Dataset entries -
******
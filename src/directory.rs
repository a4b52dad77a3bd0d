use std::ptr;
use std::sync::atomic::{AtomicPtr, AtomicU64, Ordering};

use crate::debug_delay;
use crate::list::Entry;

/// An immutable directory snapshot: a power-of-two array of atomic
/// entry pointers that serves as a jump table into the hash-sorted
/// list. A slot, once set, points at or before the smallest-hash
/// entry of its bucket, so a walk starting from it can never miss a
/// key that lives in the bucket. Snapshots are replaced wholesale by
/// a resize and retired through epoch-based reclamation; the only
/// in-place mutation after publication is [`Directory::install`],
/// which exclusively moves slots to entries with smaller hashes.
pub(crate) struct Directory<K, V> {
    slots: Box<[AtomicPtr<Entry<K, V>>]>,
    shift: u32,
    count: AtomicU64,
}

impl<K, V> Directory<K, V> {
    /// Allocates an empty snapshot with `size` slots, rounded up to a
    /// power of two and clamped to at least 2 so that the bucket
    /// shift stays within the width of the hash.
    pub(crate) fn new(size: u64) -> Directory<K, V> {
        let slot_count = size.next_power_of_two().max(2);
        let slots: Vec<AtomicPtr<Entry<K, V>>> = (0..slot_count)
            .map(|_| AtomicPtr::new(ptr::null_mut()))
            .collect();

        Directory {
            slots: slots.into_boxed_slice(),
            shift: 64 - slot_count.trailing_zeros(),
            count: AtomicU64::new(0),
        }
    }

    pub(crate) fn slot_count(&self) -> u64 {
        self.slots.len() as u64
    }

    /// Occupied slots, not entries.
    pub(crate) fn occupied(&self) -> u64 {
        self.count.load(Ordering::Acquire)
    }

    pub(crate) fn bucket_index(&self, key_hash: u64) -> usize {
        (key_hash >> self.shift) as usize
    }

    /// The entry point for walks targeting `key_hash`. Null means the
    /// bucket has not been populated in this snapshot.
    pub(crate) fn bucket(&self, key_hash: u64) -> *mut Entry<K, V> {
        self.slots[self.bucket_index(key_hash)].load(Ordering::Acquire)
    }

    /// Registers `entry` as its bucket's entry point if the slot is
    /// empty or currently points at a larger hash. Returns the new
    /// occupied-slot count when this install claimed an empty slot,
    /// and 0 otherwise.
    pub(crate) fn install(&self, entry: *mut Entry<K, V>) -> u64 {
        let key_hash = unsafe { &*entry }.key_hash;
        let slot = &self.slots[self.bucket_index(key_hash)];

        loop {
            let current = slot.load(Ordering::Acquire);

            if current.is_null() {
                if debug_delay() {
                    continue;
                }
                if slot
                    .compare_exchange(current, entry, Ordering::AcqRel, Ordering::Acquire)
                    .is_ok()
                {
                    return self.count.fetch_add(1, Ordering::AcqRel) + 1;
                }
                continue;
            }

            if unsafe { &*current }.key_hash > key_hash {
                // the bucket has a better entry point now
                if slot
                    .compare_exchange(current, entry, Ordering::AcqRel, Ordering::Acquire)
                    .is_err()
                {
                    continue;
                }
            }

            return 0;
        }
    }
}

#[cfg(test)]
mod tests {
    use super::*;
    use crate::Prehashed;

    #[test]
    fn sizes_round_up() {
        let directory = Directory::<Prehashed, u64>::new(0);
        assert_eq!(directory.slot_count(), 2);
        let directory = Directory::<Prehashed, u64>::new(3);
        assert_eq!(directory.slot_count(), 4);
        let directory = Directory::<Prehashed, u64>::new(8);
        assert_eq!(directory.slot_count(), 8);
    }

    #[test]
    fn bucket_index_uses_high_bits() {
        let directory = Directory::<Prehashed, u64>::new(16);
        assert_eq!(directory.bucket_index(0), 0);
        assert_eq!(directory.bucket_index(1 << 60), 1);
        assert_eq!(directory.bucket_index(15 << 60), 15);
        assert_eq!(directory.bucket_index(u64::MAX), 15);
    }

    #[test]
    fn install_prefers_smaller_hashes() {
        let directory = Directory::<Prehashed, u64>::new(2);
        let bigger = Entry::allocate(Prehashed(40), 40, 0);
        let smaller = Entry::allocate(Prehashed(20), 20, 0);

        assert_eq!(directory.install(bigger), 1);
        assert_eq!(directory.bucket(40), bigger);

        // same bucket, smaller hash: slot moves, count does not
        assert_eq!(directory.install(smaller), 0);
        assert_eq!(directory.bucket(40), smaller);

        // reinstalling the larger entry is a no-op
        assert_eq!(directory.install(bigger), 0);
        assert_eq!(directory.bucket(40), smaller);
        assert_eq!(directory.occupied(), 1);

        drop(unsafe { Box::from_raw(bigger) });
        drop(unsafe { Box::from_raw(smaller) });
    }
}
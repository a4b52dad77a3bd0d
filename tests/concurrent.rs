use jump_map::JumpMap;

#[test]
fn concurrent_map() {
    let n: u64 = 1024;
    let concurrency = std::thread::available_parallelism()
        .map(std::num::NonZeroUsize::get)
        .unwrap_or(8)
        * 2;

    let run = |map: JumpMap<u64, u64>, barrier: &std::sync::Barrier, low_bits: u64| {
        let shift = concurrency.next_power_of_two().trailing_zeros();
        let unique_key = |key: u64| (key << shift) | low_bits;

        barrier.wait();
        for key in 0..n {
            let i = unique_key(key);
            assert_eq!(map.get(&i), None);
            map.insert(i, i);
            assert_eq!(map.get(&i), Some(i), "failed to get key {i}");
        }
        for key in 0..n {
            let i = unique_key(key);
            assert_eq!(map.get(&i), Some(i), "failed to get key {i}");
        }
        for key in 0..n {
            let i = unique_key(key);
            assert!(map.cas(i, Some(&i), i * 2), "failed to cas key {i}");
        }

        let visible: std::collections::HashMap<u64, u64> = map.iter().collect();
        for key in 0..n {
            let i = unique_key(key);
            assert_eq!(visible.get(&i).copied(), Some(i * 2), "failed to get key {i}");
        }

        for key in 0..n {
            let i = unique_key(key);
            map.remove(&i);
            assert_eq!(map.get(&i), None, "key {i} still visible after remove");
        }
    };

    let map = JumpMap::default();

    std::thread::scope(|s| {
        for _ in 0..16 {
            let barrier = std::sync::Arc::new(std::sync::Barrier::new(concurrency));
            let mut threads = vec![];
            for i in 0..concurrency {
                let map_2 = map.clone();
                let barrier_2 = barrier.clone();

                let thread = s.spawn(move || run(map_2, &barrier_2, u64::try_from(i).unwrap()));
                threads.push(thread);
            }
            for thread in threads {
                thread.join().unwrap();
            }

            assert_eq!(map.len(), 0);
        }
    });
}

#[test]
fn contended_keys_converge() {
    let keyspace: u64 = 64;
    let rounds: u64 = 512;
    let concurrency = std::thread::available_parallelism()
        .map(std::num::NonZeroUsize::get)
        .unwrap_or(8) as u64;

    let map = JumpMap::<u64, u64>::with_directory_size(2);

    std::thread::scope(|s| {
        let mut threads = vec![];
        for t in 0..concurrency {
            let map_2 = map.clone();
            let thread = s.spawn(move || {
                for round in 0..rounds {
                    for key in 0..keyspace {
                        match (key + round + t) % 4 {
                            0 => map_2.insert(key, key * 1000 + t),
                            1 => {
                                if let Some(value) = map_2.get(&key) {
                                    assert!(
                                        value == key || value >= key * 1000,
                                        "key {key} held foreign value {value}"
                                    );
                                }
                            }
                            2 => map_2.remove(&key),
                            _ => {
                                map_2.cas(key, Some(&(key * 1000 + t)), key);
                            }
                        }
                    }
                }
            });
            threads.push(thread);
        }
        for thread in threads {
            thread.join().unwrap();
        }
    });

    // quiesced: the live counter agrees with a full scan, and every
    // surviving value was written by some operation targeting its key
    assert_eq!(map.len(), map.iter().count() as u64);
    for (key, value) in map.iter() {
        assert!(
            value == key || (value >= key * 1000 && value < key * 1000 + concurrency),
            "key {key} held foreign value {value}"
        );
    }
}

#[test]
fn growth_races_with_writers() {
    let concurrency: u64 = 8;
    let per_thread: u64 = 4096;

    let map = JumpMap::<u64, u64>::with_directory_size(2);

    std::thread::scope(|s| {
        let mut threads = vec![];
        for t in 0..concurrency {
            let map_2 = map.clone();
            let thread = s.spawn(move || {
                for key in 0..per_thread {
                    map_2.insert(key * concurrency + t, key);
                }
            });
            threads.push(thread);
        }

        // rebuild the directory in a tight loop while the writers are
        // going, exercising both fill passes against a moving list
        let rebuilder = map.clone();
        threads.push(s.spawn(move || {
            for _ in 0..64 {
                rebuilder.grow(1024);
                std::thread::yield_now();
            }
        }));

        for thread in threads {
            thread.join().unwrap();
        }
    });

    assert_eq!(map.len(), concurrency * per_thread);
    for t in 0..concurrency {
        for key in 0..per_thread {
            let i = key * concurrency + t;
            assert_eq!(map.get(&i), Some(key), "failed to get key {i}");
        }
    }
}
******
EXERCISE GOAL - Restate word for word the entries above, starting at the line with "0 => map_2.insert(key, key" and ending at the line with "value == key || value", inclusive, and no others.

OUTPUT BELOW -
                            0 => map_2.insert(key, key * 1000 + t),
                            1 => {
                                if let Some(value) = map_2.get(&key) {
                                    assert!(
                                        value == key || value >= key * 1000,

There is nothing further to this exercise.